▶ [Aim of the exercise]
A word-for-word repetition of all the entries is required.

▶ [Data]
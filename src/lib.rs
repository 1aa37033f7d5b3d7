pub mod api;
pub mod cli;
pub mod db;
pub mod paths;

▶ [Solved exercise]
filename src/lib.rs
repository 1aa37033f7d5b3d7
pub mod api;
pub mod cli;
pub mod db;
pub mod paths;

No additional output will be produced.